AIM OF THE TASK:
Where "callers" appears in a line of the entries below, that line should be copied.
RAW DATA below:
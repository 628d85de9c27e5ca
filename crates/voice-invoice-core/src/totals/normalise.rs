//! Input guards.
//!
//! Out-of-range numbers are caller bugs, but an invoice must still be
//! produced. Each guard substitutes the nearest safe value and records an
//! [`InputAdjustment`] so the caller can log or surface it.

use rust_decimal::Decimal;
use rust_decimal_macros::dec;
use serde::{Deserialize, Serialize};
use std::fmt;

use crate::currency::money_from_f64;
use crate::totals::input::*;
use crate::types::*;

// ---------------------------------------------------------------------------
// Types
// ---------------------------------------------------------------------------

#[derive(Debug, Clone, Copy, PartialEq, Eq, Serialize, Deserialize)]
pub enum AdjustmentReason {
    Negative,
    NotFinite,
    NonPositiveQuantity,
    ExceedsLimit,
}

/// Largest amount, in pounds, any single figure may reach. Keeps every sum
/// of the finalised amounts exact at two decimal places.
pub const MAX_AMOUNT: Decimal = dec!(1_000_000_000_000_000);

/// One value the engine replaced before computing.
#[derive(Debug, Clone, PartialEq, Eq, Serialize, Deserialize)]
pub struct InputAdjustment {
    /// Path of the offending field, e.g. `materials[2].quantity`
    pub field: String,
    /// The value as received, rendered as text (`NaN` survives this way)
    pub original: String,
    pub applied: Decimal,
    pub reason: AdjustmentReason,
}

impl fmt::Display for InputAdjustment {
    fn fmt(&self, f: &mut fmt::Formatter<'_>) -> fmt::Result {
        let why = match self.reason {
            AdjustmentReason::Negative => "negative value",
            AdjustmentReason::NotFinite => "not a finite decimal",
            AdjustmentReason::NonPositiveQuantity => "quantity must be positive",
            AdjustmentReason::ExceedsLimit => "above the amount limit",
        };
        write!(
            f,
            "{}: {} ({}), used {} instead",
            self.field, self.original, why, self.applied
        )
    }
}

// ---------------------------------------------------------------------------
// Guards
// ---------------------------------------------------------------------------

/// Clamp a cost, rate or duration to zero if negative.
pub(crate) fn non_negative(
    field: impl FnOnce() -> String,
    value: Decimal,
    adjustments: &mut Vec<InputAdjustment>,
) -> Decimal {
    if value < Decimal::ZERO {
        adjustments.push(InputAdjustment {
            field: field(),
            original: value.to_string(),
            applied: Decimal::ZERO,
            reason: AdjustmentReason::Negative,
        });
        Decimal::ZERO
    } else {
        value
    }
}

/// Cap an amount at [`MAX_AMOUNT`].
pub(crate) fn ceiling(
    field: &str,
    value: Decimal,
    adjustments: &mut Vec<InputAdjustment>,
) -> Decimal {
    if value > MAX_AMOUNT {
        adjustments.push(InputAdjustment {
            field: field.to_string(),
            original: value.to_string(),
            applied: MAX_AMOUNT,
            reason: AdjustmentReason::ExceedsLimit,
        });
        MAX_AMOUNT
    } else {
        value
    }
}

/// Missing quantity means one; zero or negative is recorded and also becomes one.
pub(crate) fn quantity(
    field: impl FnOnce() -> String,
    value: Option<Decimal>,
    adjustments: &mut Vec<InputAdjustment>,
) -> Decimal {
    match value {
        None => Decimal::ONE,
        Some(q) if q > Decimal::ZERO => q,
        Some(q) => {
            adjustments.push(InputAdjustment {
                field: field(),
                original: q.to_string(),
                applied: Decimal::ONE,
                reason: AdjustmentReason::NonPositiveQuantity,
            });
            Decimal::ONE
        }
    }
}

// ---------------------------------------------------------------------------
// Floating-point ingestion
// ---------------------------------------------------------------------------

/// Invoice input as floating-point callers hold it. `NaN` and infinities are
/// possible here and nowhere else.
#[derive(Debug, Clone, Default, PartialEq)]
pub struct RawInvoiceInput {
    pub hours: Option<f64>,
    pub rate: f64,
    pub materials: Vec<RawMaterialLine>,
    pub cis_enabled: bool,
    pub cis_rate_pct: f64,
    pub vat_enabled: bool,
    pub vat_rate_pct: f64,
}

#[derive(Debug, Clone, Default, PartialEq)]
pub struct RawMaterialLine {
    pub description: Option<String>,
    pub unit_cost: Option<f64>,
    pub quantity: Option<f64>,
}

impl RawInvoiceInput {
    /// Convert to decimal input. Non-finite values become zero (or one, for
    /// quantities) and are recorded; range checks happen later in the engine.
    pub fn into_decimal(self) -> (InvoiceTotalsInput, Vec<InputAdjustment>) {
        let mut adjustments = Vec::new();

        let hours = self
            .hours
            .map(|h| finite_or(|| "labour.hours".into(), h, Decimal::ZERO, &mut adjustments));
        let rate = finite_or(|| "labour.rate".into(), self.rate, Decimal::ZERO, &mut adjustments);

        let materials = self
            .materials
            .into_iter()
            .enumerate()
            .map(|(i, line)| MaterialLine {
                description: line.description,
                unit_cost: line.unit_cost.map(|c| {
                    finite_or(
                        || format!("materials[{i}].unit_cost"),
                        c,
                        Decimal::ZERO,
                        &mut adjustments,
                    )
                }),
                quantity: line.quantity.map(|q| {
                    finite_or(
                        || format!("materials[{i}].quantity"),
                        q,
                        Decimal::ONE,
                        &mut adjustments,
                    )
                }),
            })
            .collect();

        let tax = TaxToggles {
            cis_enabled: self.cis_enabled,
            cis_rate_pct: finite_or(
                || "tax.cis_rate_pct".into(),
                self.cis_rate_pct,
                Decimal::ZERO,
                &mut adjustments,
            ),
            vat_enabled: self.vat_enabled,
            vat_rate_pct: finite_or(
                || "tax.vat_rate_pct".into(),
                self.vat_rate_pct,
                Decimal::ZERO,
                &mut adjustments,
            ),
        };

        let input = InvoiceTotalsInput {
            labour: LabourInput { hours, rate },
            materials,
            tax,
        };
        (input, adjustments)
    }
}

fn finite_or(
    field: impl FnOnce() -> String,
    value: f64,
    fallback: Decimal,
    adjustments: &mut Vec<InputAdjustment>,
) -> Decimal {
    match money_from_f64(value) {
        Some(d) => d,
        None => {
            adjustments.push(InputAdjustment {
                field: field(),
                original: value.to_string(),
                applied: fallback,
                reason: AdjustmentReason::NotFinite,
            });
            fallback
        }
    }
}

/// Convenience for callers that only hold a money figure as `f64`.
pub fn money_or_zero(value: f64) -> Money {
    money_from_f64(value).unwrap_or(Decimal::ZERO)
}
End of RAW DATA.
TASK ANSWER:
/// Invoice input as floating-point callers hold it. `NaN` and infinities are
/// Convenience for callers that only hold a money figure as `f64`.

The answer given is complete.